> TASK GOAL: Look through the entries below and say how many lines contain the string "position". Give the number only.
(MATERIAL PROVIDED Opens)
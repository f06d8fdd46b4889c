/// CLI layer: argument parsing and output emission.
pub mod args;
pub mod output;

pub use args::Cli;
pub use output::{OutputCtx, write_error};
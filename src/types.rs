/// Shared serializable output types.
///
/// These types are what gets written to stdout — either as JSON or rendered
/// as a table. They are decoupled from the intermediate accumulator state.
use serde::{Deserialize, Serialize};

/// One line of the final report: an aggregate annotated with its position.
#[derive(Debug, Clone, PartialEq, Serialize, Deserialize)]
pub struct RankedRow {
    /// 1-based display position after sorting (dense, no gaps).
    pub rank: usize,
    /// The group key (e.g., brand name).
    pub key: String,
    /// Arithmetic mean of the group's values, rounded to 2 fractional digits.
    pub mean: f64,
}

/// A structured error envelope for JSON error output.
#[derive(Debug, Clone, Serialize, Deserialize)]
pub struct ErrorOutput {
    /// Always `false`.
    pub ok: bool,
    /// Error details.
    pub error: ErrorDetail,
}

/// Error detail in the JSON error envelope.
#[derive(Debug, Clone, Serialize, Deserialize)]
pub struct ErrorDetail {
    /// Machine-readable error code (snake_case).
    pub code: String,
    /// Human-readable error message.
    pub message: String,
}

impl ErrorOutput {
    /// Construct from a `ReportError`.
    #[must_use]
    pub fn from_report_error(err: &crate::report::ReportError) -> Self {
        use crate::report::ReportError;
        let code = match err {
            ReportError::RowTooShort { .. } => "row_too_short",
            ReportError::InvalidRating { .. } => "invalid_rating",
            ReportError::MissingHeader => "missing_header",
            ReportError::Csv(_) => "csv_error",
            ReportError::Io { .. } => "io_error",
        };
        Self {
            ok: false,
            error: ErrorDetail {
                code: code.to_owned(),
                message: err.to_string(),
            },
        }
    }
}
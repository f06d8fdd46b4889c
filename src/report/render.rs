/// Fixed-width bordered table rendering for the ranked report.
use super::extract::HeaderPair;
use crate::types::RankedRow;

/// Cell alignment within a padded column.
#[derive(Clone, Copy)]
enum Align {
    Left,
    Right,
}

/// Render ranked rows as a bordered text table.
///
/// Layout: an unlabeled index column showing the rank, then the two header
/// labels. Column widths auto-size to the widest cell (header included)
/// with one space of padding on each side. The index and value columns are
/// right-aligned; since means always carry exactly 2 fractional digits,
/// right alignment lines the values up on the decimal point. The key
/// column is left-aligned. The returned string has no trailing newline.
#[must_use]
pub fn render(rows: &[RankedRow], header: &HeaderPair) -> String {
    let labels = [String::new(), header.key_label.clone(), header.value_label.clone()];
    let cells: Vec<[String; 3]> = rows
        .iter()
        .map(|r| [r.rank.to_string(), r.key.clone(), format!("{:.2}", r.mean)])
        .collect();

    // Width in characters, not bytes, so multibyte names keep the
    // borders aligned (format! pads by character count as well).
    let mut widths = [0usize; 3];
    for row in std::iter::once(&labels).chain(&cells) {
        for (w, cell) in widths.iter_mut().zip(row.iter()) {
            *w = (*w).max(cell.chars().count());
        }
    }

    let aligns = [Align::Right, Align::Left, Align::Right];
    let border = border_line(&widths);

    let mut lines = Vec::with_capacity(cells.len() + 4);
    lines.push(border.clone());
    lines.push(format_row(&labels, &widths, &aligns));
    lines.push(border.clone());
    for row in &cells {
        lines.push(format_row(row, &widths, &aligns));
    }
    lines.push(border);
    lines.join("\n")
}

fn border_line(widths: &[usize; 3]) -> String {
    let mut line = String::from("+");
    for w in widths {
        line.push_str(&"-".repeat(w + 2));
        line.push('+');
    }
    line
}

fn format_row(cells: &[String; 3], widths: &[usize; 3], aligns: &[Align; 3]) -> String {
    let mut line = String::from("|");
    for ((cell, &w), align) in cells.iter().zip(widths).zip(aligns) {
        match align {
            Align::Left => line.push_str(&format!(" {cell:<w$} |")),
            Align::Right => line.push_str(&format!(" {cell:>w$} |")),
        }
    }
    line
}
(MATERIAL PROVIDED Closes)
> SOLUTION FOR THIS EXERCISE: 2